There are always going to be outliers and exceptions to the trend, but on average many human values are not unpredictable but instead very similar from one to another.
2 comments so far
7:24 pm - 1-19-2014
I agree with you, and the author, that while looking at an outsider’s perspective out personal values are “unpredictable” and “incessantly quarrelsome”. A person is going to value something, whether or not they are supported in the matter. For instance, immunization is a very personal decision. Parents are caught in a very controversial debate now a days, of whether or not they should immunize their children; although studies show that immunizations do not cause harm, some believe that is does. It is a very values based decision, however there is always an incessantly quarrelsome debate between the matters. Who are we to judge what individuals value/believe in?

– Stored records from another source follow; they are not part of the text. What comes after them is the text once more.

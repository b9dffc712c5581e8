//! End-to-end tests: read a term, execute it, inspect the execution.

use funcon::builder::read_term;
use funcon::catalog::YIELDED;
use funcon::config::InterpreterConfig;
use funcon::interpreter::{Execution, Interpreter, Outcome};
use funcon::term::Term;

fn execute_with(source: &str, inputs: &[&str]) -> (Execution, Interpreter) {
    let term = read_term(source).expect("term should read");
    let inputs: Vec<Term> = inputs
        .iter()
        .map(|input| read_term(input).expect("input should read"))
        .collect();
    let mut interpreter = Interpreter::new(InterpreterConfig::default()).unwrap();
    let execution = interpreter.execute(term, inputs).expect("execution failed");
    (execution, interpreter)
}

fn value_of(source: &str) -> Term {
    let (execution, _) = execute_with(source, &[]);
    match execution.outcome {
        Outcome::Value(value) => value,
        Outcome::Stuck { stuck, .. } => panic!("expected a value, got {stuck}"),
    }
}

#[test]
fn e2e_boolean_and() {
    assert_eq!(value_of("and(true, false)"), Term::Bool(false));
    assert_eq!(value_of("and()"), Term::Bool(true));
    assert_eq!(value_of("and(true, true, false, true)"), Term::Bool(false));
    assert_eq!(value_of("and(true, true, true)"), Term::Bool(true));
    assert_eq!(value_of("or(false, not(false))"), Term::Bool(true));
}

#[test]
fn e2e_integer_add() {
    assert_eq!(value_of("integer-add(1, 2, 3)"), Term::Int(6));
    assert_eq!(value_of("int-add(1, int-mul(2, 3))"), Term::Int(7));
}

#[test]
fn e2e_division_by_zero_has_no_result() {
    assert_eq!(value_of("integer-divide(1, 0)"), Term::empty());
}

#[test]
fn e2e_map_lookup() {
    assert_eq!(value_of(r#"map-lookup({1 |-> "a"}, 1)"#), Term::string("a"));
    assert_eq!(value_of(r#"map-lookup({1 |-> "a"}, 2)"#), Term::empty());
}

#[test]
fn e2e_give_and_given() {
    assert_eq!(value_of("give(3, integer-add(given, 4))"), Term::Int(7));
}

#[test]
fn e2e_given_without_give_is_stuck() {
    let (execution, _) = execute_with("integer-add(given, 1)", &[]);
    assert!(matches!(execution.outcome, Outcome::Stuck { .. }));
}

#[test]
fn e2e_print_collects_output() {
    let (execution, _) = execute_with("sequential(print(1), print(2, 3), 4)", &[]);
    assert_eq!(execution.value(), Some(&Term::Int(4)));
    assert_eq!(
        execution.standard_out,
        vec![Term::Int(1), Term::Int(2), Term::Int(3)]
    );
}

#[test]
fn e2e_read_consumes_input() {
    let (execution, _) = execute_with("integer-add(read, read)", &["5", "6"]);
    assert_eq!(execution.value(), Some(&Term::Int(11)));
}

#[test]
fn e2e_read_past_end_is_stuck() {
    let (execution, _) = execute_with("read", &[]);
    let Outcome::Stuck { term, stuck } = execution.outcome else {
        panic!("expected stuck");
    };
    assert_eq!(term, read_term("read").unwrap());
    assert_eq!(stuck.operator, "read");
}

#[test]
fn e2e_atomic_consumes_yield() {
    let (execution, interpreter) =
        execute_with("atomic(sequential(print(1), yield, print(2), 3))", &[]);
    assert_eq!(execution.value(), Some(&Term::Int(3)));
    assert_eq!(execution.standard_out, vec![Term::Int(1), Term::Int(2)]);
    assert!(!interpreter.entities().contains(YIELDED));
}

#[test]
fn e2e_variables() {
    let source = "give(allocate-variable(integers), \
                  sequential(assign(given, 42), assigned(given)))";
    let (execution, _) = execute_with(source, &[]);
    assert_eq!(execution.value(), Some(&Term::Int(42)));
    assert!(matches!(execution.store, Term::Map(_)));
}

#[test]
fn e2e_assign_wrong_type_is_stuck() {
    let source = "give(allocate-variable(booleans), assign(given, 1))";
    let (execution, _) = execute_with(source, &[]);
    assert!(matches!(execution.outcome, Outcome::Stuck { .. }));
}

#[test]
fn e2e_type_membership() {
    assert_eq!(value_of("is-in-type(3, integers | booleans)"), Term::Bool(true));
    assert_eq!(value_of("is-in-type(-3, natural-numbers)"), Term::Bool(false));
    assert_eq!(value_of("is-in-type(true, ~integers)"), Term::Bool(true));
}

#[test]
fn e2e_sets_and_lists() {
    assert_eq!(value_of("set-size({1, 2, 2, 3})"), Term::Int(3));
    assert_eq!(
        value_of("list-append([1], [2, 3])"),
        Term::list([Term::Int(1), Term::Int(2), Term::Int(3)])
    );
    assert_eq!(
        value_of("reverse(1, 2, 3)"),
        read_term("(3, 2, 1)").unwrap()
    );
}

#[test]
fn e2e_multiple_values_result() {
    assert_eq!(
        value_of("tuple-elements(tuple(1, 2))"),
        read_term("(1, 2)").unwrap()
    );
}

#[test]
fn e2e_stuck_display() {
    let (execution, _) = execute_with("fail", &[]);
    let Outcome::Stuck { stuck, .. } = execution.outcome else {
        panic!("expected stuck");
    };
    assert_eq!(stuck.to_string(), "fail is stuck: failed");
}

Lewis (1990) brings light to the way in which we come to our values, “it should become clear on reflection that there are very few interior mental modes through which we come to “believe” or “know” anything” (p. 7). Through the interior mental modes of sense experience, deductive logic, emotion, and intuition we arrive at our values.
8:54 pm - 1-19-2014
I really appreciate that you agree with my post, but I believe you may have missed what I was trying to talk about. I was attempting to make the assertion that while there may be some values that seem very unpredictable and contrary to other values. These values are fewer and farther between than the author make them out to be. I agree with him that there are definitely some examples of his claims, but these are more ”outliers” than anything of real value. The example of religions that I used can be seen many other places as well. Lets look at eh difference between big businesses and the arts. Many people see these as very different, but really the values of both are the same. They both use all of the resources they have available to them to create the most value for the audience. In the arts that value is in the form of happiness or viewing pleasure, and in big business the audience is in the form of profits for the audience of the shareholders. Really a lot of the core values at the heart of the smaller values are not that different.